14 Eylül 2009 Pazartesi

Notting Hill Carnival 2009

Yalan soyliyecek ya da havalara girecek degilim, tek başına başka bir şehirde olmak tahmin ettiğimden daha zormuş, bir de ben sürekli gezme meraklısı, 2 gün evden cikmasa bunalıma giren türden biri oldugum için benim için yalnız kalmak başkalarına kıyasla çok daha sıkıcı ve zor bir durum.
Tanıştıgım ve arkadaş oldugum insanlar, Notting Hill karnavalından birgün önce Londra'dan ayrılıp kendi ulkelerine dondukleri için karnavala gidecek kimseyi bulamadım. İki günlük karnavalın ilk günü olan pazar kendi kendime keşke arkadaşlarım burda olsaydı çok eğlenirdik diye düşünerek geçti, Pazartesi oldu sabah uyandim , pencerem kapalı olmasına ragmen dışarıdan müzik sesleri geliyordu ben de tek başıma gidip fotograf çekmeye karar verdim ve birazcık kendime acıdım... Bu arada 1 hafta önce sadece 2 kere konustugum İspanyol arkadaşım Rocio'ya mesaj attım ; karnavalda mısın? diye sordum.
2 dakika içinde, karnavalda oldugunu buluşabilecegimizi soyleyince, depresif halimden sıyrılıp koştur koştur karnavalın yolunu tuttum. Benim oturdugum yer Karnavalın rotasına yakındı. Once otobuse binmeyi düşündüm ama yuruyerek daha cabuk gidecegime karar verdim, tabii yururken de karnaval alanından geçmek zorunda kaldım. Bir surru insan ellerinde içkiler, fotograf makinaları ana caddede geçit yapanları izliyor. Bir yandan dans edip diğer yandan şakalaşıp eğleniyorlar, etrafıma kıskanç bakışlar atarak yürümeye devam ettim, arada bir durup fotograf çektim ve 1 saat sonra Rocio , erkek arkadaşı Ivan ve yine İspanyol olan arkadaşları Ana'yla buluşabildim.

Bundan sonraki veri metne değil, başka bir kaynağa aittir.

//! Tracing subscriber setup.

use std::path::Path;

use tracing_appender::non_blocking::WorkerGuard;
use tracing_subscriber::prelude::*;
use tracing_subscriber::{fmt, EnvFilter};

/// Environment variable holding the log filter, e.g. `trendlink=debug`.
pub const LOG_ENV: &str = "TRENDLINK_LOG";

/// Installs a stderr layer and, when `log_file` is given, a plain-text file
/// layer. Keep the returned guard alive until exit so the file is flushed.
///
/// Calling this more than once is harmless; later calls are ignored.
pub fn init(log_file: Option<&Path>) -> Option<WorkerGuard> {
    let filter = EnvFilter::try_from_env(LOG_ENV).unwrap_or_else(|_| EnvFilter::new("info"));
    let stderr_layer = fmt::layer().with_writer(std::io::stderr).with_target(false);

    let (file_layer, guard) = match log_file {
        Some(path) => {
            let dir = path.parent().filter(|p| !p.as_os_str().is_empty()).unwrap_or(Path::new("."));
            let name = path.file_name().map_or_else(|| "trendlink.log".into(), |n| n.to_owned());
            let appender = tracing_appender::rolling::never(dir, name);
            let (writer, guard) = tracing_appender::non_blocking(appender);
            (Some(fmt::layer().with_writer(writer).with_ansi(false)), Some(guard))
        }
        None => (None, None),
    };

    let _ = tracing_subscriber::registry()
        .with(filter)
        .with(stderr_layer)
        .with(file_layer)
        .try_init();
    guard
}
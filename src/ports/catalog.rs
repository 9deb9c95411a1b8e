//! Media-server catalog port.

use std::error::Error;
use std::future::Future;
use std::pin::Pin;

use crate::media::{CatalogItem, ExternalIdentity, MediaKind};

/// Boxed future type alias used by [`Catalog`] to keep the trait dyn-compatible.
pub type CatalogFuture<'a, T> =
    Pin<Box<dyn Future<Output = Result<T, Box<dyn Error + Send + Sync>>> + Send + 'a>>;

/// Looks items up in the media server's library.
pub trait Catalog: Send + Sync {
    /// Finds every library item carrying `identity` as a provider id.
    ///
    /// # Errors
    ///
    /// Returns an error if the request fails or the server answers with a
    /// non-success status.
    fn find_by_identity(
        &self,
        identity: &ExternalIdentity,
        kind: MediaKind,
    ) -> CatalogFuture<'_, Vec<CatalogItem>>;

    /// Finds the identity of the item stored at `path`, if any.
    ///
    /// # Errors
    ///
    /// Returns an error if the request fails or the server answers with a
    /// non-success status.
    fn find_by_path(&self, path: &str) -> CatalogFuture<'_, Option<ExternalIdentity>>;
}
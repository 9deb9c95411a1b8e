//! Application configuration, loaded once per invocation.
//!
//! The config file is YAML. API credentials may also come from the
//! environment (or a `.env` file), which takes precedence over the file.

use std::path::{Path, PathBuf};

use serde::{Deserialize, Serialize};

use crate::error::ConfigError;
use crate::media::MediaKind;

const PLACEHOLDER_KEY: &str = "API_KEY_HERE";
const PLACEHOLDER_DIR: &str = "PATH_TO_SYMLINK_DIRECTORY";

/// Default config location relative to the working directory.
pub const DEFAULT_CONFIG_PATH: &str = "trendlink.yaml";

/// Top-level configuration.
#[derive(Debug, Clone, PartialEq, Serialize, Deserialize)]
pub struct AppConfig {
    /// Trending feed settings.
    pub trakt: TraktConfig,
    /// Media server settings.
    pub emby: EmbyConfig,
    /// Path mapping for movies.
    pub movies: PathMapping,
    /// Path mapping for series.
    pub series: PathMapping,
    /// Directory holding the per-kind link store files.
    #[serde(default = "default_state_dir")]
    pub state_dir: PathBuf,
    /// Re-check that already-recorded links still exist before skipping them.
    #[serde(default = "default_true")]
    pub verify_links: bool,
    /// Optional log file in addition to stderr.
    #[serde(default, skip_serializing_if = "Option::is_none")]
    pub log_file: Option<PathBuf>,
}

/// Trakt API settings.
#[derive(Debug, Clone, PartialEq, Serialize, Deserialize)]
pub struct TraktConfig {
    /// Trakt client id sent as `trakt-api-key`.
    pub api_key: String,
    /// Items per page requested from the trending endpoint.
    #[serde(default = "default_page_limit")]
    pub page_limit: u32,
    /// Upper bound on the number of pages fetched per kind.
    #[serde(default = "default_max_pages")]
    pub max_pages: u32,
}

/// Emby server settings.
#[derive(Debug, Clone, PartialEq, Serialize, Deserialize)]
pub struct EmbyConfig {
    /// Base URL, e.g. `http://localhost:8096`.
    #[serde(default = "default_emby_url")]
    pub url: String,
    /// API token sent as `X-Emby-Token`.
    pub api_key: String,
}

/// Where one kind's media lives and where its links go.
///
/// `remote_path`, when set, is a prefix of the paths the media server reports;
/// it is rewritten to `original_path` to reach the same folder locally.
#[derive(Debug, Clone, PartialEq, Serialize, Deserialize)]
pub struct PathMapping {
    /// Local root of the real library.
    #[serde(default, skip_serializing_if = "Option::is_none")]
    pub original_path: Option<String>,
    /// Root of the managed symlink tree.
    pub symlink_directory: PathBuf,
    /// Library root as seen by the media server host.
    #[serde(default, skip_serializing_if = "Option::is_none")]
    pub remote_path: Option<String>,
}

impl PathMapping {
    /// Non-empty remote prefix, if configured.
    #[must_use]
    pub fn remote_prefix(&self) -> Option<&str> {
        self.remote_path.as_deref().filter(|p| !p.is_empty())
    }

    /// Non-empty original (local) prefix, if configured.
    #[must_use]
    pub fn original_prefix(&self) -> Option<&str> {
        self.original_path.as_deref().filter(|p| !p.is_empty())
    }

    /// Rewrites a media-server path into a locally reachable one.
    ///
    /// Only applies when both prefixes are configured; the first occurrence
    /// of the remote prefix is replaced.
    #[must_use]
    pub fn to_local(&self, path: &str) -> String {
        match (self.remote_prefix(), self.original_prefix()) {
            (Some(remote), Some(local)) => path.replacen(remote, local, 1),
            _ => path.to_string(),
        }
    }

    /// Inverse of [`PathMapping::to_local`] for a path under the local prefix.
    #[must_use]
    pub fn to_remote(&self, path: &str) -> String {
        match (self.remote_prefix(), self.original_prefix()) {
            (Some(remote), Some(local)) if path.starts_with(local) => {
                format!("{remote}{}", &path[local.len()..])
            }
            _ => path.to_string(),
        }
    }
}

impl AppConfig {
    /// Reads and validates the config at `path`, then applies environment
    /// overrides.
    ///
    /// # Errors
    ///
    /// Returns an error if the file is missing, unreadable, not valid YAML,
    /// or still contains template placeholders.
    pub fn load(path: &Path) -> Result<Self, ConfigError> {
        if !path.exists() {
            return Err(ConfigError::Missing(path.to_path_buf()));
        }
        let contents = std::fs::read_to_string(path)
            .map_err(|source| ConfigError::Io { path: path.to_path_buf(), source })?;
        let mut config = Self::from_yaml(&contents)
            .map_err(|source| ConfigError::Parse { path: path.to_path_buf(), source })?;
        config.apply_env_overrides(|key| std::env::var(key).ok());
        config.validate()?;
        Ok(config)
    }

    /// Parses a config document without validation.
    ///
    /// # Errors
    ///
    /// Returns the YAML error if the document does not match the schema.
    pub fn from_yaml(contents: &str) -> Result<Self, serde_yaml::Error> {
        serde_yaml::from_str(contents)
    }

    /// The path mapping for `kind`.
    #[must_use]
    pub fn mapping(&self, kind: MediaKind) -> &PathMapping {
        match kind {
            MediaKind::Movie => &self.movies,
            MediaKind::Series => &self.series,
        }
    }

    /// Store file for `kind`. File names match earlier releases so existing
    /// stores keep working.
    #[must_use]
    pub fn store_path(&self, kind: MediaKind) -> PathBuf {
        let name = match kind {
            MediaKind::Movie => "symlinks_movie.json",
            MediaKind::Series => "symlinks_tv.json",
        };
        self.state_dir.join(name)
    }

    fn apply_env_overrides(&mut self, lookup: impl Fn(&str) -> Option<String>) {
        if let Some(key) = lookup("TRAKT_API_KEY") {
            self.trakt.api_key = key;
        }
        if let Some(key) = lookup("EMBY_API_KEY") {
            self.emby.api_key = key;
        }
        if let Some(url) = lookup("EMBY_URL") {
            self.emby.url = url;
        }
    }

    fn validate(&self) -> Result<(), ConfigError> {
        if self.trakt.api_key.is_empty() || self.trakt.api_key == PLACEHOLDER_KEY {
            return Err(ConfigError::Placeholder("trakt.api_key"));
        }
        if self.emby.api_key.is_empty() || self.emby.api_key == PLACEHOLDER_KEY {
            return Err(ConfigError::Placeholder("emby.api_key"));
        }
        if self.movies.symlink_directory.as_os_str() == PLACEHOLDER_DIR {
            return Err(ConfigError::Placeholder("movies.symlink_directory"));
        }
        if self.series.symlink_directory.as_os_str() == PLACEHOLDER_DIR {
            return Err(ConfigError::Placeholder("series.symlink_directory"));
        }
        Ok(())
    }

    /// The template written by `trendlink init`.
    #[must_use]
    pub fn template() -> Self {
        Self {
            trakt: TraktConfig {
                api_key: PLACEHOLDER_KEY.into(),
                page_limit: default_page_limit(),
                max_pages: default_max_pages(),
            },
            emby: EmbyConfig { url: default_emby_url(), api_key: PLACEHOLDER_KEY.into() },
            movies: PathMapping {
                original_path: Some("PATH_TO_MOVIES".into()),
                symlink_directory: PathBuf::from(PLACEHOLDER_DIR),
                remote_path: Some("PATH_TO_MOVIES".into()),
            },
            series: PathMapping {
                original_path: Some("PATH_TO_TV_SHOWS".into()),
                symlink_directory: PathBuf::from(PLACEHOLDER_DIR),
                remote_path: Some("PATH_TO_TV_SHOWS".into()),
            },
            state_dir: default_state_dir(),
            verify_links: true,
            log_file: Some(PathBuf::from("sync.log")),
        }
    }
}

/// Writes the template config to `path` unless a file already exists.
///
/// Returns `true` when a new file was written.
///
/// # Errors
///
/// Returns an error if the template cannot be serialized or written.
pub fn write_template(path: &Path) -> Result<bool, ConfigError> {
    if path.exists() {
        return Ok(false);
    }
    let yaml = serde_yaml::to_string(&AppConfig::template())
        .map_err(|source| ConfigError::Parse { path: path.to_path_buf(), source })?;
    if let Some(parent) = path.parent().filter(|p| !p.as_os_str().is_empty()) {
        std::fs::create_dir_all(parent)
            .map_err(|source| ConfigError::Io { path: path.to_path_buf(), source })?;
    }
    std::fs::write(path, yaml)
        .map_err(|source| ConfigError::Io { path: path.to_path_buf(), source })?;
    Ok(true)
}

fn default_state_dir() -> PathBuf {
    PathBuf::from(".")
}

fn default_true() -> bool {
    true
}

fn default_page_limit() -> u32 {
    50
}

fn default_max_pages() -> u32 {
    1
}

fn default_emby_url() -> String {
    "http://localhost:8096".into()
}
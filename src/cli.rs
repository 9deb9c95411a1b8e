//! CLI argument definitions.

use std::path::PathBuf;

use clap::{Parser, Subcommand};

use crate::media::MediaKind;

/// Top-level CLI parser for `trendlink`.
#[derive(Debug, Parser)]
#[command(name = "trendlink", version, about = "Mirror trending titles into a symlink library")]
pub struct Cli {
    /// Config file path (defaults to `$TRENDLINK_CONFIG`, then `trendlink.yaml`).
    #[arg(long, global = true)]
    pub config: Option<PathBuf>,
    /// The command to execute.
    #[command(subcommand)]
    pub command: Command,
}

/// Supported top-level subcommands.
#[derive(Debug, Subcommand)]
pub enum Command {
    /// Write a template config file if none exists.
    Init,
    /// Reconcile the link trees with the trending feeds.
    Sync {
        /// Only sync one media kind.
        #[arg(long)]
        kind: Option<MediaKind>,
        /// Show what would change without changing anything.
        #[arg(long)]
        dry_run: bool,
    },
    /// Rebuild a link store from the symlink directory (best effort).
    Rebuild {
        /// Media kind whose store is rebuilt.
        #[arg(long)]
        kind: MediaKind,
    },
    /// Drop store records whose link no longer exists.
    Repair {
        /// Only repair one media kind.
        #[arg(long)]
        kind: Option<MediaKind>,
    },
    /// List managed links.
    Status {
        /// Only list one media kind.
        #[arg(long)]
        kind: Option<MediaKind>,
    },
}

/// Kinds selected by an optional `--kind` flag.
#[must_use]
pub fn selected_kinds(kind: Option<MediaKind>) -> Vec<MediaKind> {
    kind.map_or_else(|| MediaKind::ALL.to_vec(), |k| vec![k])
}

#[cfg(test)]
mod tests {
    use super::{Cli, Command};
    use crate::media::MediaKind;
    use clap::Parser;

    #[test]
    fn parses_sync_with_kind_and_dry_run() {
        let cli = Cli::parse_from(["trendlink", "sync", "--kind", "tv", "--dry-run"]);
        assert!(matches!(
            cli.command,
            Command::Sync { kind: Some(MediaKind::Series), dry_run: true }
        ));
    }

    #[test]
    fn config_flag_is_global() {
        let cli = Cli::parse_from(["trendlink", "status", "--config", "/etc/trendlink.yaml"]);
        assert_eq!(cli.config.unwrap().to_str(), Some("/etc/trendlink.yaml"));
    }

    #[test]
    fn rebuild_requires_kind() {
        assert!(Cli::try_parse_from(["trendlink", "rebuild"]).is_err());
    }

    #[test]
    fn no_kind_selects_both() {
        assert_eq!(super::selected_kinds(None), vec![MediaKind::Movie, MediaKind::Series]);
    }
}
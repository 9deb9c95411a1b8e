//! Trending feed port.

use std::error::Error;
use std::future::Future;
use std::pin::Pin;

use crate::media::{MediaKind, TrendingItem};

/// Boxed future type alias used by [`TrendingFeed`] to keep the trait dyn-compatible.
pub type FeedFuture<'a> =
    Pin<Box<dyn Future<Output = Result<Vec<TrendingItem>, Box<dyn Error + Send + Sync>>> + Send + 'a>>;

/// Fetches the currently trending titles for a media kind.
pub trait TrendingFeed: Send + Sync {
    /// Returns the flattened trending list in feed order.
    ///
    /// An empty `Ok` means the feed really is empty. Callers delete links on
    /// that basis, so adapters must never map a failure to `Ok(vec![])`.
    ///
    /// # Errors
    ///
    /// Returns an error if any page cannot be fetched or parsed.
    fn fetch(&self, kind: MediaKind) -> FeedFuture<'_>;
}
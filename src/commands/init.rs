//! `trendlink init` command.

use std::path::Path;

use super::RunStatus;
use crate::config;

/// Execute the `init` command.
///
/// # Errors
///
/// Returns an error string if the template cannot be written.
pub fn run(path: &Path) -> Result<RunStatus, String> {
    if config::write_template(path).map_err(|e| e.to_string())? {
        println!("{} was created, fill in the required information.", path.display());
    } else {
        println!("{} already exists, leaving it unchanged.", path.display());
    }
    Ok(RunStatus::Clean)
}
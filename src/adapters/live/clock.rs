//! Live clock using the system clock.

use chrono::{DateTime, Utc};

use crate::ports::clock::Clock;

/// Reads the system clock.
pub struct LiveClock;

impl Clock for LiveClock {
    fn now(&self) -> DateTime<Utc> {
        Utc::now()
    }
}

#[cfg(test)]
mod tests {
    use super::*;

    #[test]
    fn is_monotonic_with_system_time() {
        let before = Utc::now();
        let now = LiveClock.now();
        assert!(now >= before && now <= Utc::now());
    }
}
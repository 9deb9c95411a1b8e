//! Live filesystem adapter using `std::fs` and `walkdir`.

use std::path::{Path, PathBuf};

use walkdir::WalkDir;

use crate::ports::filesystem::FileSystem;

/// Live filesystem adapter backed by real disk I/O.
pub struct LiveFileSystem;

impl FileSystem for LiveFileSystem {
    fn read_to_string(
        &self,
        path: &Path,
    ) -> Result<String, Box<dyn std::error::Error + Send + Sync>> {
        Ok(std::fs::read_to_string(path)?)
    }

    fn write(
        &self,
        path: &Path,
        contents: &str,
    ) -> Result<(), Box<dyn std::error::Error + Send + Sync>> {
        if let Some(parent) = path.parent().filter(|p| !p.as_os_str().is_empty()) {
            std::fs::create_dir_all(parent)?;
        }
        // Write beside the target and rename over it so a crash mid-write
        // leaves the previous store intact.
        let file_name = path
            .file_name()
            .ok_or_else(|| format!("Not a file path: {}", path.display()))?
            .to_string_lossy();
        let tmp = path.with_file_name(format!(".{file_name}.tmp"));
        std::fs::write(&tmp, contents)?;
        std::fs::rename(&tmp, path)?;
        Ok(())
    }

    fn exists(&self, path: &Path) -> bool {
        path.exists()
    }

    fn create_dir_all(&self, path: &Path) -> Result<(), Box<dyn std::error::Error + Send + Sync>> {
        Ok(std::fs::create_dir_all(path)?)
    }

    fn create_link(
        &self,
        target: &Path,
        link: &Path,
    ) -> Result<(), Box<dyn std::error::Error + Send + Sync>> {
        platform_link(target, link)
    }

    fn is_link(&self, path: &Path) -> bool {
        std::fs::symlink_metadata(path).is_ok_and(|meta| meta.file_type().is_symlink())
    }

    fn is_live_link(&self, path: &Path) -> bool {
        self.is_link(path) && std::fs::metadata(path).is_ok()
    }

    fn read_link(&self, path: &Path) -> Result<PathBuf, Box<dyn std::error::Error + Send + Sync>> {
        Ok(std::fs::read_link(path)?)
    }

    fn remove_link(&self, path: &Path) -> Result<(), Box<dyn std::error::Error + Send + Sync>> {
        platform_unlink(path)
    }

    fn find_links(
        &self,
        root: &Path,
    ) -> Result<Vec<PathBuf>, Box<dyn std::error::Error + Send + Sync>> {
        if std::fs::symlink_metadata(root).is_err() {
            return Ok(Vec::new());
        }
        let mut links = Vec::new();
        for entry in WalkDir::new(root).min_depth(1).follow_links(false).sort_by_file_name() {
            let entry = entry?;
            if entry.path_is_symlink() {
                links.push(entry.into_path());
            }
        }
        links.sort();
        Ok(links)
    }
}

#[cfg(unix)]
fn platform_link(
    target: &Path,
    link: &Path,
) -> Result<(), Box<dyn std::error::Error + Send + Sync>> {
    Ok(std::os::unix::fs::symlink(target, link)?)
}

#[cfg(windows)]
fn platform_link(
    target: &Path,
    link: &Path,
) -> Result<(), Box<dyn std::error::Error + Send + Sync>> {
    match std::os::windows::fs::symlink_dir(target, link) {
        Ok(()) => Ok(()),
        Err(err) if err.kind() == std::io::ErrorKind::AlreadyExists => Err(err.into()),
        Err(err) => {
            // Symlinks need Developer Mode or elevation; junctions do not.
            tracing::debug!(link = %link.display(), error = %err, "symlink refused, creating junction");
            create_junction(target, link)
        }
    }
}

#[cfg(windows)]
fn create_junction(
    target: &Path,
    link: &Path,
) -> Result<(), Box<dyn std::error::Error + Send + Sync>> {
    let output = std::process::Command::new("cmd")
        .arg("/c")
        .arg("mklink")
        .arg("/J")
        .arg(link)
        .arg(target)
        .output()?;
    if output.status.success() {
        Ok(())
    } else {
        Err(format!("mklink /J failed: {}", String::from_utf8_lossy(&output.stderr).trim()).into())
    }
}

#[cfg(unix)]
fn platform_unlink(path: &Path) -> Result<(), Box<dyn std::error::Error + Send + Sync>> {
    Ok(std::fs::remove_file(path)?)
}

#[cfg(windows)]
fn platform_unlink(path: &Path) -> Result<(), Box<dyn std::error::Error + Send + Sync>> {
    // Directory symlinks and junctions are both removed as directories.
    Ok(std::fs::remove_dir(path)?)
}

#[cfg(test)]
mod tests {
    use super::*;

    fn scratch(name: &str) -> PathBuf {
        let dir = std::env::temp_dir().join(format!("trendlink_livefs_{name}"));
        let _ = std::fs::remove_dir_all(&dir);
        std::fs::create_dir_all(&dir).unwrap();
        dir
    }

    #[test]
    fn write_replaces_whole_file_and_leaves_no_temp() {
        let dir = scratch("write");
        let path = dir.join("nested").join("store.json");
        let fs = LiveFileSystem;

        fs.write(&path, "{\"a\":\"1\"}").unwrap();
        fs.write(&path, "{}").unwrap();

        assert_eq!(fs.read_to_string(&path).unwrap(), "{}");
        assert!(!dir.join("nested").join(".store.json.tmp").exists());
        let _ = std::fs::remove_dir_all(&dir);
    }

    #[test]
    fn find_links_on_missing_root_is_empty() {
        let fs = LiveFileSystem;
        let links = fs.find_links(Path::new("/nonexistent/trendlink/links")).unwrap();
        assert!(links.is_empty());
    }

    #[cfg(unix)]
    #[test]
    fn creates_detects_and_removes_links() {
        let dir = scratch("links");
        let target = dir.join("library").join("Heat (1995)");
        std::fs::create_dir_all(&target).unwrap();
        let link = dir.join("links").join("Heat (1995)");
        let fs = LiveFileSystem;

        fs.create_dir_all(link.parent().unwrap()).unwrap();
        fs.create_link(&target, &link).unwrap();
        assert!(fs.is_link(&link));
        assert!(!fs.is_link(&target));
        assert_eq!(fs.read_link(&link).unwrap(), target);
        assert!(fs.create_link(&target, &link).is_err());

        fs.remove_link(&link).unwrap();
        assert!(!fs.is_link(&link));
        assert!(target.exists());
        let _ = std::fs::remove_dir_all(&dir);
    }

    #[cfg(unix)]
    #[test]
    fn dangling_link_is_a_link_but_not_live() {
        let dir = scratch("dangling");
        let target = dir.join("library").join("Moved");
        std::fs::create_dir_all(&target).unwrap();
        let link = dir.join("Moved");
        let fs = LiveFileSystem;

        fs.create_link(&target, &link).unwrap();
        assert!(fs.is_live_link(&link));
        std::fs::remove_dir(&target).unwrap();
        assert!(fs.is_link(&link));
        assert!(!fs.is_live_link(&link));
        assert!(!fs.is_live_link(&dir.join("absent")));
        let _ = std::fs::remove_dir_all(&dir);
    }

    #[cfg(unix)]
    #[test]
    fn find_links_does_not_descend_into_links() {
        let dir = scratch("walk");
        let library = dir.join("library");
        std::fs::create_dir_all(library.join("Show").join("Season 1")).unwrap();
        let root = dir.join("links");
        std::fs::create_dir_all(root.join("nested")).unwrap();
        std::fs::create_dir_all(root.join("plain")).unwrap();
        std::os::unix::fs::symlink(library.join("Show"), root.join("nested").join("Show"))
            .unwrap();
        std::os::unix::fs::symlink(library.join("Show"), root.join("Alias")).unwrap();

        let links = LiveFileSystem.find_links(&root).unwrap();
        assert_eq!(links, vec![root.join("Alias"), root.join("nested").join("Show")]);
        let _ = std::fs::remove_dir_all(&dir);
    }
}
//! `trendlink status` command.

use super::RunStatus;
use crate::cli::selected_kinds;
use crate::config::AppConfig;
use crate::context::ServiceContext;
use crate::links::LinkStateStore;
use crate::media::MediaKind;

/// Execute the `status` command.
///
/// Displays a table of managed links per kind showing identity, link path and
/// whether the link is still present and reaches its target.
///
/// # Errors
///
/// Returns an error string if a store cannot be read.
pub fn run(
    ctx: &ServiceContext,
    config: &AppConfig,
    kind: Option<MediaKind>,
) -> Result<RunStatus, String> {
    let store = LinkStateStore::new(ctx, config);
    for kind in selected_kinds(kind) {
        let Some(state) = store.read(kind).map_err(|e| e.to_string())? else {
            println!("{kind}: no link store yet ({}).", config.store_path(kind).display());
            continue;
        };
        if state.is_empty() {
            println!("{kind}: No managed links.");
            continue;
        }

        let rows: Vec<(String, String, &str)> = state
            .records()
            .map(|(link, identity)| {
                let present = if ctx.fs.is_live_link(link) {
                    "ok"
                } else if ctx.fs.is_link(link) {
                    "broken"
                } else {
                    "missing"
                };
                (identity.to_string(), link.display().to_string(), present)
            })
            .collect();

        let id_width = rows.iter().map(|r| r.0.len()).max().unwrap_or(8).max(8);
        let link_width = rows.iter().map(|r| r.1.len()).max().unwrap_or(4).max(4);

        println!("{kind}: {} managed link(s)", rows.len());
        println!("{:<id_width$}  {:<link_width$}  STATE", "IDENTITY", "LINK");
        println!("{:-<id_width$}  {:-<link_width$}  -----", "", "");
        for (identity, link, present) in &rows {
            println!("{identity:<id_width$}  {link:<link_width$}  {present}");
        }
    }
    Ok(RunStatus::Clean)
}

Ve birlikte festival alanına geri donduk. Farklı etnik gruplara ait müzikler dinleyip, farklı kostümler ve insanların bir arada olmasına şahit olduk.
Bu kadar büyük bir etkinliği ilk kez görmemin de etkisiyle bayağı büyülendim ve bizim bir türlü yapamadığımız birşey olan "kimseden utanmadan" eğlenebildikleri için tekrar kıskançlık duygularım depreşti.
Gitmeden Notting Hill karnavalının tam olarak neden yapıldıgını araştırdım, son olarak bunu da paylaşayim.
2.Dünya Savaşı sonrasında Britanya'daki Siyah göçmenlerin sayısında büyük bir artış oldu.
1950lerde "Teddy Boys" diye adlandırılan beyaz çalışan kesimin bölgedeki siyah halka karşı olan tavırları başka faşizan gruplarca büyüyerek devam etti. 1958 yazında siyah halka birçok vahşice saldırı yapıldı.
30 Agustos Cumartesi akşamı beyaz gençlerden oluşan bir çete Majbritt Morrison isimli Isveçli bir kadına saldırdı.Çete bu Isveçli kadını bir gece once metro istasyonunda Jamaikalı kocasıyla tartışırken görmüşler ve kocasına ırkçı hakaretlerde bulunmuşlardı. Bu hakaretlere karşı çıkan kadının sözleri çete üyelerini kızdırmıştı. Ertesi gün Morrison'ı gören gençler, polis gelip müdahale edene kadar Morrison'a şişe ve taşlarla saldırıp, sırtına demir sopalarla vurmuşlardı.
Bu geceden sonra 300-400 kişilik beyaz topluluk Hintlilerin evlerine saldırdılar.Bu saldırılar 5 eylüle kadar devam etti.
Notting Hill Karnavalı 1958 yılının ocak ayında Claudia Jones tarafından işte bu olaylara ve de o dönem Britanya'daki ırkçı yaklaşımlara tepki olarak başlatıldı.
Sonraki yıllarda karnavalda bir çok kez siyah gençlerin polisle çatışma olayları yaşandı. Bazı basın yayınları festivale karşı bir tavır takınmış olsa da en büyük destekçi Prens Charles oldu.
Oyle ya da boyle karnaval hala yapılmaya devam ediyor ve devam edeceğe de benziyor. Ben kendi adıma boyle bir etkinliğe şahit olabildiğim için kendimi çok şanslı görüyorum. Ve darısı Istanbul'un başına diyerek Notting Hill karnavalına noktayı koyuyorum.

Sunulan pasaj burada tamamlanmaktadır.